Among the records, which lines hold the word "ordered"? Pick them out.
=-=-=
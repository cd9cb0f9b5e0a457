// FrequencyTable — the ranked word → count mapping handed to presentation.

use serde::Serialize;

/// One row of the table.
#[derive(Debug, Clone, PartialEq, Eq, Serialize)]
pub struct WordCount {
    pub word: String,
    pub count: u64,
}

/// Words ranked by descending count. Equal counts keep first-seen order,
/// and no word appears twice. Serializes as an ordered JSON array.
#[derive(Debug, Clone, Default, PartialEq, Eq, Serialize)]
#[serde(transparent)]
pub struct FrequencyTable {
    entries: Vec<WordCount>,
}

impl FrequencyTable {
    /// Build a ranked table from counts listed in first-seen order.
    pub(crate) fn from_first_seen(mut entries: Vec<WordCount>) -> Self {
        // sort_by is stable, which is what keeps first-seen order on ties
        entries.sort_by(|a, b| b.count.cmp(&a.count));
        Self { entries }
    }

    pub fn len(&self) -> usize {
        self.entries.len()
    }

    pub fn is_empty(&self) -> bool {
        self.entries.is_empty()
    }

    /// Count for `word`, if it occurred at all.
    pub fn get(&self, word: &str) -> Option<u64> {
        self.entries
            .iter()
            .find(|e| e.word == word)
            .map(|e| e.count)
    }

    /// Sum of all counts — the total number of tokens seen.
    pub fn total_count(&self) -> u64 {
        self.entries.iter().map(|e| e.count).sum()
    }

    /// Entries in ranked order.
    pub fn iter(&self) -> std::slice::Iter<'_, WordCount> {
        self.entries.iter()
    }

    /// The `n` highest-ranked entries.
    pub fn top(&self, n: usize) -> &[WordCount] {
        &self.entries[..n.min(self.entries.len())]
    }
}

impl<'a> IntoIterator for &'a FrequencyTable {
    type Item = &'a WordCount;
    type IntoIter = std::slice::Iter<'a, WordCount>;

    fn into_iter(self) -> Self::IntoIter {
        self.entries.iter()
    }
}
// Word frequency pipeline: fetch → count → rank.
//
// Issues are counted project by project as they arrive rather than held in
// one big list, so memory is bounded by the distinct vocabulary plus one
// project's issues.

use anyhow::Result;
use chrono::Utc;
use serde::Serialize;
use tracing::info;

use super::fetch::{IssueFetcher, ProjectFailure};
use crate::frequency::{FrequencyCounter, FrequencyTable};
use crate::tracker::models::Identity;

/// A freshly computed frequency table with the context it was built from.
#[derive(Debug, Clone, Serialize)]
pub struct FrequencyReport {
    pub words: FrequencyTable,
    pub issue_count: usize,
    pub project_count: usize,
    pub failed_projects: Vec<ProjectFailure>,
    /// RFC 3339 timestamp of when the computation finished.
    pub computed_at: String,
}

/// Run the whole pipeline for `identity`. Fails only if the project
/// directory itself can't be read.
pub async fn run(fetcher: &IssueFetcher, identity: &Identity) -> Result<FrequencyReport> {
    let mut counter = FrequencyCounter::new();
    let summary = fetcher
        .for_each_project(identity, |_, issues| counter.add_issues(&issues))
        .await?;

    let distinct = counter.distinct_words();
    let words = counter.finish();

    info!(
        issues = summary.issue_count,
        distinct_words = distinct,
        total_words = words.total_count(),
        "Word frequency computed"
    );

    Ok(FrequencyReport {
        words,
        issue_count: summary.issue_count,
        project_count: summary.project_count,
        failed_projects: summary.failures,
        computed_at: Utc::now().to_rfc3339(),
    })
}
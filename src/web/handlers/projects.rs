// GET /api/projects — the project directory as the pipeline sees it.

use axum::extract::State;
use axum::http::StatusCode;
use axum::response::IntoResponse;
use axum::Json;

use crate::web::{api_error, AppState};

pub async fn list_projects(State(state): State<AppState>) -> impl IntoResponse {
    match state.fetcher.projects().await {
        Ok(projects) => Json(serde_json::json!({ "projects": projects })).into_response(),
        Err(e) => {
            tracing::error!(error = %format!("{e:#}"), "Project listing failed");
            api_error(
                StatusCode::BAD_GATEWAY,
                "Could not enumerate tracker projects",
            )
        }
    }
}
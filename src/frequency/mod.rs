// Word frequency — tokenization, insertion-ordered counting, and stable ranking.

pub mod counter;
pub mod table;
pub mod tokenize;

pub use counter::{compute_frequency, FrequencyCounter};
pub use table::{FrequencyTable, WordCount};
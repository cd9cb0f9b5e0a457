// Tokenizer — splits free text into words.
//
// A word is a maximal run of ASCII word characters (letters, digits,
// underscore). Everything else, including non-ASCII letters, delimits.
// Case is preserved.

use std::sync::LazyLock;

use regex_lite::Regex;

static WORD_RE: LazyLock<Regex> = LazyLock::new(|| {
    // regex-lite's \w is ASCII-only, spelled out here to make that explicit
    Regex::new(r"[A-Za-z0-9_]+").unwrap_or_else(|e| panic!("invalid word regex: {e}"))
});

/// Iterate the words of `text` in order. Never yields an empty token.
pub fn tokenize(text: &str) -> impl Iterator<Item = &str> {
    WORD_RE.find_iter(text).map(|m| m.as_str())
}
use std::env;

use anyhow::Result;

use crate::tracker::client::DEFAULT_PAGE_SIZE;
use crate::tracker::models::Identity;

/// Upper bound on the search page size; most trackers cap lower anyway.
const MAX_PAGE_SIZE: usize = 1000;

/// Central configuration loaded from environment variables.
///
/// Credentials come from env vars (never hardcoded). The .env file
/// is loaded automatically at startup via dotenvy.
pub struct Config {
    /// Base URL of the tracker, e.g. https://tracker.example.com
    pub tracker_url: String,
    /// Service user for the project listing and for CLI runs.
    pub tracker_user: String,
    /// API token (or password) for `tracker_user`. Optional for trackers
    /// that allow anonymous browsing.
    pub tracker_api_token: Option<String>,
    /// Issues requested per search page when paging through results.
    pub page_size: usize,
}

impl Config {
    /// Load configuration from environment variables.
    ///
    /// Only the page size has a default. The tracker URL is checked
    /// separately by `require_tracker` so `--help` works without it.
    pub fn load() -> Result<Self> {
        let page_size = match env::var("TRACKER_PAGE_SIZE") {
            Ok(raw) => parse_page_size(&raw)?,
            Err(_) => DEFAULT_PAGE_SIZE,
        };

        Ok(Self {
            tracker_url: env::var("TRACKER_URL").unwrap_or_default(),
            tracker_user: env::var("TRACKER_USER").unwrap_or_default(),
            tracker_api_token: env::var("TRACKER_API_TOKEN")
                .ok()
                .filter(|t| !t.is_empty()),
            page_size,
        })
    }

    /// Check that the tracker URL is configured.
    /// Call this before any operation that talks to the tracker.
    pub fn require_tracker(&self) -> Result<()> {
        if self.tracker_url.is_empty() {
            anyhow::bail!(
                "TRACKER_URL not set. Add it to your .env file.\n\
                 Example: TRACKER_URL=https://tracker.example.com"
            );
        }
        if !self.tracker_url.starts_with("http://") && !self.tracker_url.starts_with("https://") {
            anyhow::bail!(
                "TRACKER_URL must start with http:// or https:// (got {})",
                self.tracker_url
            );
        }
        Ok(())
    }

    /// The identity configured for this process.
    pub fn service_identity(&self) -> Identity {
        Identity::new(self.tracker_user.clone(), self.tracker_api_token.clone())
    }
}

/// Parse TRACKER_PAGE_SIZE, clamping into 1..=MAX_PAGE_SIZE.
fn parse_page_size(raw: &str) -> Result<usize> {
    let size: usize = raw.trim().parse().map_err(|_| {
        anyhow::anyhow!("TRACKER_PAGE_SIZE must be a positive integer (got {raw:?})")
    })?;
    Ok(size.clamp(1, MAX_PAGE_SIZE))
}
// In-memory tracker fake shared by the integration tests.

#![allow(dead_code)]

use std::collections::HashMap;
use std::sync::Mutex;

use anyhow::Result;
use async_trait::async_trait;

use wordfreq::tracker::models::{Identity, Issue, IssueQuery, Paging, Project};
use wordfreq::tracker::traits::{IssueSearch, ProjectDirectory};

/// Serves a fixed project list and per-project issue lists. Projects listed
/// in `failing` return an error from `search`.
#[derive(Default)]
pub struct FakeTracker {
    pub projects: Vec<Project>,
    pub issues: HashMap<String, Vec<Issue>>,
    pub failing: Vec<String>,
    pub directory_down: bool,
    /// Every (user, project_id, paging) the fake was searched with.
    pub calls: Mutex<Vec<(String, String, Paging)>>,
}

impl FakeTracker {
    pub fn new() -> Self {
        Self::default()
    }

    pub fn with_project(mut self, id: &str, key: &str, issues: Vec<Issue>) -> Self {
        self.projects.push(project(id, key));
        self.issues.insert(id.to_string(), issues);
        self
    }

    pub fn with_failing_project(mut self, id: &str, key: &str) -> Self {
        self.projects.push(project(id, key));
        self.failing.push(id.to_string());
        self
    }

    pub fn with_directory_down(mut self) -> Self {
        self.directory_down = true;
        self
    }

    pub fn recorded_calls(&self) -> Vec<(String, String, Paging)> {
        self.calls.lock().unwrap().clone()
    }
}

#[async_trait]
impl ProjectDirectory for FakeTracker {
    async fn list_all_projects(&self) -> Result<Vec<Project>> {
        if self.directory_down {
            anyhow::bail!("project directory unavailable");
        }
        Ok(self.projects.clone())
    }
}

#[async_trait]
impl IssueSearch for FakeTracker {
    async fn search(
        &self,
        identity: &Identity,
        query: &IssueQuery,
        paging: Paging,
    ) -> Result<Vec<Issue>> {
        self.calls.lock().unwrap().push((
            identity.user.clone(),
            query.project_id.clone(),
            paging,
        ));
        if self.failing.contains(&query.project_id) {
            anyhow::bail!("Error in the JQL Query: project {}", query.project_id);
        }
        let issues = self.issues.get(&query.project_id).cloned().unwrap_or_default();
        Ok(match paging.cap() {
            Some(max) => issues.into_iter().take(max).collect(),
            None => issues,
        })
    }
}

pub fn project(id: &str, key: &str) -> Project {
    Project {
        id: id.to_string(),
        key: key.to_string(),
        name: format!("{key} project"),
    }
}

pub fn issue(key: &str, summary: Option<&str>, description: Option<&str>) -> Issue {
    Issue {
        key: key.to_string(),
        summary: summary.map(str::to_string),
        description: description.map(str::to_string),
    }
}
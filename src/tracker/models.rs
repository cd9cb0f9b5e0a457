// Tracker domain models — just the fields the word-frequency pipeline needs.

use serde::Serialize;

/// The caller under whose permissions issues are searched.
///
/// Supplied by whoever hosts the pipeline (CLI config or web layer). The
/// token is sent as the HTTP basic-auth password when present.
#[derive(Debug, Clone, PartialEq, Eq)]
pub struct Identity {
    pub user: String,
    pub api_token: Option<String>,
}

impl Identity {
    pub fn new(user: impl Into<String>, api_token: Option<String>) -> Self {
        Self {
            user: user.into(),
            api_token,
        }
    }

    /// An identity with no credentials — the tracker sees an anonymous request.
    pub fn anonymous() -> Self {
        Self {
            user: String::new(),
            api_token: None,
        }
    }

    pub fn is_anonymous(&self) -> bool {
        self.user.is_empty()
    }
}

/// A project from the tracker's project directory.
#[derive(Debug, Clone, PartialEq, Eq, Serialize)]
pub struct Project {
    /// Opaque identifier used to scope issue queries.
    pub id: String,
    pub key: String,
    pub name: String,
}

/// A single tracked issue. Both text fields may be absent.
#[derive(Debug, Clone, Default, PartialEq, Eq)]
pub struct Issue {
    pub key: String,
    pub summary: Option<String>,
    pub description: Option<String>,
}

impl Issue {
    /// Summary text, or "" when the tracker returned none.
    pub fn summary_text(&self) -> &str {
        self.summary.as_deref().unwrap_or("")
    }

    /// Description text, or "" when the tracker returned none.
    pub fn description_text(&self) -> &str {
        self.description.as_deref().unwrap_or("")
    }
}

/// An issue search scoped to one project.
#[derive(Debug, Clone, PartialEq, Eq)]
pub struct IssueQuery {
    pub project_id: String,
}

impl IssueQuery {
    pub fn for_project(project_id: &str) -> Self {
        Self {
            project_id: project_id.to_string(),
        }
    }

    /// Render as a JQL clause. Numeric ids go in bare, anything else is quoted.
    pub fn to_jql(&self) -> String {
        if !self.project_id.is_empty() && self.project_id.chars().all(|c| c.is_ascii_digit()) {
            format!("project = {}", self.project_id)
        } else {
            let escaped = self.project_id.replace('\\', "\\\\").replace('"', "\\\"");
            format!("project = \"{escaped}\"")
        }
    }
}

/// How many results a search may return.
#[derive(Debug, Clone, Copy, PartialEq, Eq)]
pub enum Paging {
    /// Every matching issue, fetched page by page until exhausted.
    Unlimited,
    /// At most this many issues.
    Limited(usize),
}

impl Paging {
    /// Maximum number of issues to collect, if any.
    pub fn cap(&self) -> Option<usize> {
        match self {
            Paging::Unlimited => None,
            Paging::Limited(max) => Some(*max),
        }
    }
}
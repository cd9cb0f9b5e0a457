// Tests for the issue fetcher and the frequency pipeline, driven by an
// in-memory tracker so no network is involved.

mod common;

use std::sync::Arc;

use common::{issue, FakeTracker};
use wordfreq::pipeline::fetch::IssueFetcher;
use wordfreq::pipeline::frequency;
use wordfreq::tracker::models::{Identity, Paging};

fn fetcher_for(tracker: FakeTracker) -> (Arc<FakeTracker>, IssueFetcher) {
    let tracker = Arc::new(tracker);
    let fetcher = IssueFetcher::new(tracker.clone(), tracker.clone());
    (tracker, fetcher)
}

fn alice() -> Identity {
    Identity::new("alice", Some("token".to_string()))
}

// ============================================================
// IssueFetcher
// ============================================================

#[tokio::test]
async fn fetches_in_project_then_search_order() {
    let (_, fetcher) = fetcher_for(
        FakeTracker::new()
            .with_project(
                "10",
                "AAA",
                vec![issue("AAA-1", Some("a1"), None), issue("AAA-2", Some("a2"), None)],
            )
            .with_project("20", "BBB", vec![issue("BBB-1", Some("b1"), None)]),
    );

    let fetched = fetcher.fetch_all_issues(&alice()).await.unwrap();
    let keys: Vec<&str> = fetched.issues.iter().map(|i| i.key.as_str()).collect();
    assert_eq!(keys, vec!["AAA-1", "AAA-2", "BBB-1"]);
    assert_eq!(fetched.summary.project_count, 2);
    assert_eq!(fetched.summary.issue_count, 3);
    assert!(fetched.summary.failures.is_empty());
}

#[tokio::test]
async fn searches_every_project_unlimited_as_caller() {
    let (tracker, fetcher) = fetcher_for(
        FakeTracker::new()
            .with_project("10", "AAA", vec![])
            .with_project("20", "BBB", vec![]),
    );

    fetcher.fetch_all_issues(&alice()).await.unwrap();

    assert_eq!(
        tracker.recorded_calls(),
        vec![
            ("alice".to_string(), "10".to_string(), Paging::Unlimited),
            ("alice".to_string(), "20".to_string(), Paging::Unlimited),
        ]
    );
}

#[tokio::test]
async fn failing_project_is_skipped_and_recorded() {
    let (tracker, fetcher) = fetcher_for(
        FakeTracker::new()
            .with_project("10", "AAA", vec![issue("AAA-1", Some("before"), None)])
            .with_failing_project("20", "BAD")
            .with_project("30", "CCC", vec![issue("CCC-1", Some("after"), None)]),
    );

    let fetched = fetcher.fetch_all_issues(&alice()).await.unwrap();

    let keys: Vec<&str> = fetched.issues.iter().map(|i| i.key.as_str()).collect();
    assert_eq!(keys, vec!["AAA-1", "CCC-1"]);
    assert_eq!(fetched.summary.failures.len(), 1);
    assert_eq!(fetched.summary.failures[0].project_id, "20");
    assert_eq!(fetched.summary.failures[0].project_key, "BAD");
    assert!(fetched.summary.failures[0].error.contains("JQL"));
    // The project after the failure was still queried.
    assert_eq!(tracker.recorded_calls().len(), 3);
}

#[tokio::test]
async fn directory_failure_is_fatal() {
    let (tracker, fetcher) = fetcher_for(
        FakeTracker::new()
            .with_project("10", "AAA", vec![issue("AAA-1", Some("x"), None)])
            .with_directory_down(),
    );

    let result = fetcher.fetch_all_issues(&alice()).await;
    assert!(result.is_err());
    assert!(tracker.recorded_calls().is_empty());
}

#[tokio::test]
async fn no_projects_is_an_empty_success() {
    let (_, fetcher) = fetcher_for(FakeTracker::new());
    let fetched = fetcher.fetch_all_issues(&alice()).await.unwrap();
    assert!(fetched.issues.is_empty());
    assert_eq!(fetched.summary.project_count, 0);
}

// ============================================================
// Frequency pipeline
// ============================================================

#[tokio::test]
async fn pipeline_counts_across_projects() {
    let (_, fetcher) = fetcher_for(
        FakeTracker::new()
            .with_project(
                "10",
                "AAA",
                vec![issue("AAA-1", Some("Bug bug"), Some("fix it"))],
            )
            .with_project("20", "BBB", vec![issue("BBB-1", Some("bug found"), Some(""))]),
    );

    let report = frequency::run(&fetcher, &alice()).await.unwrap();

    let rows: Vec<(&str, u64)> = report
        .words
        .iter()
        .map(|e| (e.word.as_str(), e.count))
        .collect();
    assert_eq!(
        rows,
        vec![("bug", 2), ("Bug", 1), ("fix", 1), ("it", 1), ("found", 1)]
    );
    assert_eq!(report.issue_count, 2);
    assert_eq!(report.project_count, 2);
    assert!(report.failed_projects.is_empty());
}

#[tokio::test]
async fn pipeline_survives_failed_project() {
    let (_, fetcher) = fetcher_for(
        FakeTracker::new()
            .with_failing_project("10", "BAD")
            .with_project("20", "OK", vec![issue("OK-1", Some("still counted"), None)]),
    );

    let report = frequency::run(&fetcher, &alice()).await.unwrap();
    assert_eq!(report.words.get("still"), Some(1));
    assert_eq!(report.words.get("counted"), Some(1));
    assert_eq!(report.failed_projects.len(), 1);
}

#[tokio::test]
async fn pipeline_matches_batch_fetch_and_is_idempotent() {
    let (_, fetcher) = fetcher_for(
        FakeTracker::new()
            .with_project(
                "10",
                "AAA",
                vec![
                    issue("AAA-1", Some("login fails"), Some("login page returns 500")),
                    issue("AAA-2", None, Some("page layout broken")),
                ],
            )
            .with_project("20", "BBB", vec![issue("BBB-1", Some("500 on login"), None)]),
    );

    let first = frequency::run(&fetcher, &alice()).await.unwrap();
    let second = frequency::run(&fetcher, &alice()).await.unwrap();
    assert_eq!(first.words, second.words);

    let fetched = fetcher.fetch_all_issues(&alice()).await.unwrap();
    assert_eq!(
        first.words,
        wordfreq::frequency::compute_frequency(&fetched.issues)
    );
}

#[tokio::test]
async fn pipeline_reports_timestamp() {
    let (_, fetcher) = fetcher_for(FakeTracker::new());
    let report = frequency::run(&fetcher, &alice()).await.unwrap();
    assert!(report.words.is_empty());
    assert!(chrono::DateTime::parse_from_rfc3339(&report.computed_at).is_ok());
}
=-=-=
**TASK RESULT:**
/// and no word appears twice. Serializes as an ordered JSON array.
// Word frequency — tokenization, insertion-ordered counting, and stable ranking.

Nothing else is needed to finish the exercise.